A Startup Puts the Internet in Your Couch Cushions
Whoever has been stealing Mark Wotton's newspaper should look out: He's formulating a revenge plan, and it involves ninjas.
Well, technically, it involves Ninja Blocks—little computerized, sensor-equipped boxes that Wotton helped create. The blocks connect to the Internet to carry out preset actions in response to stimuli. For example, via an online service called Ninja Cloud, Wotton could set a Ninja Block equipped with a motion detector to automatically take photos of the paper thief and upload them to Facebook.
A Ninja Block might also be programmed to turn on a hall light when a child cries in her crib, or sound an alarm when the cat jumps onto the sofa.

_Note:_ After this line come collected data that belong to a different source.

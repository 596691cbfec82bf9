use {
    kahan::KahanSummator,
    serde::{Serialize, Deserialize},
    strum::EnumString,
    super::{
        catalog::Catalog,
        error::ModelError,
        operators::FlowVector
    }
};

/// Which region label is not a receiving region.
///
/// Parses `last-unique`, `keep`, anything else is taken as a label.
#[derive(Clone, Debug, Default, PartialEq, Eq, Serialize, Deserialize, EnumString)]
#[strum(ascii_case_insensitive)]
pub enum RegionExclusion{
    /// The last distinct region label of the information table is a sentinel
    #[default]
    #[strum(serialize = "last-unique", serialize = "lastunique")]
    LastUnique,
    /// Every region receives
    Keep,
    /// A named sentinel label
    #[strum(default)]
    Label(String)
}

impl RegionExclusion{
    /// Receiving regions in order of first appearance
    pub fn receiving_regions<'a>(&self, catalog: &'a Catalog) -> Vec<&'a str>
    {
        let labels = catalog.region_labels();
        let iter = labels.iter().map(String::as_str);
        match self{
            Self::LastUnique => {
                iter.take(labels.len().saturating_sub(1)).collect()
            },
            Self::Keep => iter.collect(),
            Self::Label(sentinel) => iter.filter(|r| *r != sentinel.as_str()).collect()
        }
    }
}

/// `1 - shocked / baseline`, zero for a zero baseline and clipped at zero
#[inline]
pub fn loss_ratio(baseline: f64, shocked: f64) -> f64
{
    if baseline == 0.0 {
        0.0
    } else {
        // max also maps NaN to 0
        (1.0 - shocked / baseline).max(0.0)
    }
}

/// Relative loss per (receiving region, item) for one shock origin
#[derive(Clone, Debug, PartialEq, Serialize, Deserialize)]
pub struct RelativeLoss{
    pub shock_country: String,
    pub shock_item: String,
    pub regions: Vec<String>,
    pub items: Vec<String>,
    /// region-major, item-minor
    pub values: Vec<f64>
}

impl RelativeLoss{
    #[cfg(test)]
    pub fn get(&self, region: usize, item: usize) -> f64
    {
        self.values[region * self.items.len() + item]
    }

    /// `(region, item, loss)` in table order
    pub fn rows(&'_ self) -> impl Iterator<Item = (&'_ str, &'_ str, f64)> + '_
    {
        let n = self.items.len();
        self.values
            .iter()
            .enumerate()
            .map(
                move |(i, &v)|
                {
                    (self.regions[i / n].as_str(), self.items[i % n].as_str(), v)
                }
            )
    }
}

/// Aggregate baseline and shocked flows by region, leaving out the shock origin,
/// and turn the totals into relative losses.
pub fn relative_loss(
    catalog: &Catalog,
    baseline: &FlowVector,
    shocked: &FlowVector,
    shock_country: usize,
    exclusion: &RegionExclusion,
    shock_item: &str
) -> Result<RelativeLoss, ModelError>
{
    let index = catalog.country_item();
    if !baseline.index().is_compatible(index){
        return Err(ModelError::IndexMismatch { operator: "baseline flow".to_owned() });
    }
    if !shocked.index().is_compatible(index){
        return Err(ModelError::IndexMismatch { operator: "shocked flow".to_owned() });
    }

    let regions = exclusion.receiving_regions(catalog);
    let n_items = catalog.items().len();
    let base = baseline.as_slice();
    let shock = shocked.as_slice();

    let mut values = Vec::with_capacity(regions.len() * n_items);
    for region in regions.iter(){
        let members: Vec<usize> = catalog.countries_in_region(region)
            .filter(|&c| c != shock_country)
            .collect();
        for item in 0..n_items{
            let positions = members.iter()
                .map(|&c| index.position(c, item));
            let base_total = positions.clone()
                .map(|p| base[p])
                .kahan_sum()
                .sum();
            let shocked_total = positions
                .map(|p| shock[p])
                .kahan_sum()
                .sum();
            values.push(loss_ratio(base_total, shocked_total));
        }
    }

    Ok(
        RelativeLoss {
            shock_country: catalog.countries()[shock_country].clone(),
            shock_item: shock_item.to_owned(),
            regions: regions.into_iter().map(str::to_owned).collect(),
            items: catalog.items().to_vec(),
            values
        }
    )
}

#[cfg(test)]
mod tests {
    use super::*;
    use crate::network::{
        campaign::Campaign,
        catalog::tests::*,
        dynamics::tests::*,
        operators::DomainVector
    };

    fn region_catalog() -> Catalog
    {
        // the last region is the world aggregate
        Catalog::new(
            strings(&["A", "B", "C", "D", "W"]),
            strings(&["Wheat", "Rice"]),
            strings(&["Mill"]),
            vec![
                info("A", "Europe", "AAA"),
                info("B", "Asia", "BBB"),
                info("C", "Europe", "CCC"),
                info("D", "Asia", "DDD"),
                info("W", "World", "WLD")
            ]
        ).unwrap()
    }

    fn flow(catalog: &Catalog, values: &[f64]) -> FlowVector
    {
        DomainVector::new(catalog.country_item(), values.to_vec()).unwrap()
    }

    #[test]
    fn ratio_rules()
    {
        assert_eq!(loss_ratio(0.0, 5.0), 0.0);
        assert_eq!(loss_ratio(0.0, 0.0), 0.0);
        assert_eq!(loss_ratio(4.0, 1.0), 0.75);
        assert_eq!(loss_ratio(4.0, 8.0), 0.0);
        assert_eq!(loss_ratio(4.0, 0.0), 1.0);
        assert_eq!(loss_ratio(f64::NAN, 1.0), 0.0);
    }

    #[test]
    fn exclusion_rules()
    {
        let catalog = region_catalog();
        assert_eq!(RegionExclusion::LastUnique.receiving_regions(&catalog), vec!["Europe", "Asia"]);
        assert_eq!(RegionExclusion::Keep.receiving_regions(&catalog), vec!["Europe", "Asia", "World"]);
        assert_eq!(
            RegionExclusion::Label("Asia".to_owned()).receiving_regions(&catalog),
            vec!["Europe", "World"]
        );
        assert_eq!("keep".parse::<RegionExclusion>(), Ok(RegionExclusion::Keep));
        assert_eq!("Last-Unique".parse::<RegionExclusion>(), Ok(RegionExclusion::LastUnique));
        assert_eq!("LASTUNIQUE".parse::<RegionExclusion>(), Ok(RegionExclusion::LastUnique));
        assert_eq!("World".parse::<RegionExclusion>(), Ok(RegionExclusion::Label("World".to_owned())));
        assert_eq!("".parse::<RegionExclusion>(), Ok(RegionExclusion::Label(String::new())));
    }

    #[test]
    fn aggregation_leaves_out_shock_country()
    {
        let catalog = region_catalog();
        //                     A          B          C          D          W
        let base = flow(&catalog, &[4.0, 2.0, 1.0, 0.0, 4.0, 0.0, 3.0, 0.0, 100.0, 100.0]);
        let shocked = flow(&catalog, &[0.0, 0.0, 0.5, 3.0, 1.0, 0.0, 1.0, 0.0, 0.0, 0.0]);
        let a = catalog.country_index("A").unwrap();
        let rl = relative_loss(&catalog, &base, &shocked, a, &RegionExclusion::LastUnique, "complete")
            .unwrap();

        assert_eq!(rl.shock_country, "A");
        assert_eq!(rl.regions, vec!["Europe", "Asia"]);
        assert_eq!(rl.values.len(), 4);
        // Europe without A is C alone
        assert_eq!(rl.get(0, 0), 0.75);
        // zero baseline
        assert_eq!(rl.get(0, 1), 0.0);
        // Asia wheat: 1 - 1.5 / 4
        assert_eq!(rl.get(1, 0), 0.625);
        // Asia rice grows from 0 to 3, baseline zero
        assert_eq!(rl.get(1, 1), 0.0);

        let rows: Vec<_> = rl.rows().collect();
        assert_eq!(rows[2], ("Asia", "Wheat", 0.625));
    }

    #[test]
    fn never_negative()
    {
        let catalog = region_catalog();
        let base = flow(&catalog, &[1.0; 10]);
        let more = flow(&catalog, &[7.0; 10]);
        for shock in 0..5 {
            let rl = relative_loss(&catalog, &base, &more, shock, &RegionExclusion::Keep, "complete")
                .unwrap();
            assert!(rl.values.iter().all(|v| *v == 0.0));
            let rl = relative_loss(&catalog, &more, &base, shock, &RegionExclusion::Keep, "complete")
                .unwrap();
            assert!(rl.values.iter().all(|v| *v >= 0.0));
        }
    }

    #[test]
    fn flows_of_another_catalog_are_rejected()
    {
        let catalog = region_catalog();
        let other = toy_catalog();
        let base = flow(&catalog, &[1.0; 10]);
        let foreign = DomainVector::zeros(other.country_item());
        let err = relative_loss(&catalog, &base, &foreign, 0, &RegionExclusion::Keep, "complete")
            .unwrap_err();
        assert_eq!(err, ModelError::IndexMismatch { operator: "shocked flow".to_owned() });
    }

    #[test]
    fn two_country_scenario()
    {
        let (catalog, ops) = two_country_model();
        let campaign = Campaign::new(&catalog, &ops, 3);
        let res = campaign.run_all(None).unwrap();
        let a = catalog.country_index("A").unwrap();
        let shocked = res.shocked_flow(a).unwrap();

        let rl = relative_loss(&catalog, &res.baseline, shocked, a, &RegionExclusion::Keep, "complete")
            .unwrap();
        // North only contains A, which is left out, South only B with zero baseline
        assert_eq!(rl.regions, vec!["North", "South"]);
        assert_eq!(rl.values, vec![0.0, 0.0]);

        let rl = relative_loss(&catalog, &res.baseline, shocked, a, &RegionExclusion::LastUnique, "complete")
            .unwrap();
        assert_eq!(rl.regions, vec!["North"]);
    }

    #[test]
    fn loss_from_trade_dependency()
    {
        let (catalog, ops) = trading_model();
        let campaign = Campaign::new(&catalog, &ops, 4);
        let res = campaign.run_all(None).unwrap();
        let a = catalog.country_index("A").unwrap();
        let rl = relative_loss(
            &catalog,
            &res.baseline,
            res.shocked_flow(a).unwrap(),
            a,
            &RegionExclusion::Keep,
            "complete"
        ).unwrap();
        // B imports all of its wheat from A
        let wheat_europe = rl.get(0, 0);
        assert!(wheat_europe > 0.99 && wheat_europe <= 1.0, "{wheat_europe}");
        assert!(rl.values.iter().all(|v| (0.0..=1.0).contains(v)));
    }
}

Wotton built the small devices and corresponding Web service with two cofounders. "Chances are people will have good ideas [for the devices] we've never thought of," says Wotton, the company's chief technical officer.
Ninja Blocks are among a recent wave of devices aimed at popularizing an idea known as "the Internet of things"—the connection of everyday objects to the Internet. The blocks also fit in with trends to democratize computing, and make it easier for the average person to control technology without actually knowing how to program. There's recent evidence that both geeks and nontechies would like to mix the Web with everyday things: both Ninja Blocks and a similar project called Twine recently completed successful campaigns on Kickstarter, the crowdsourced fundraising site.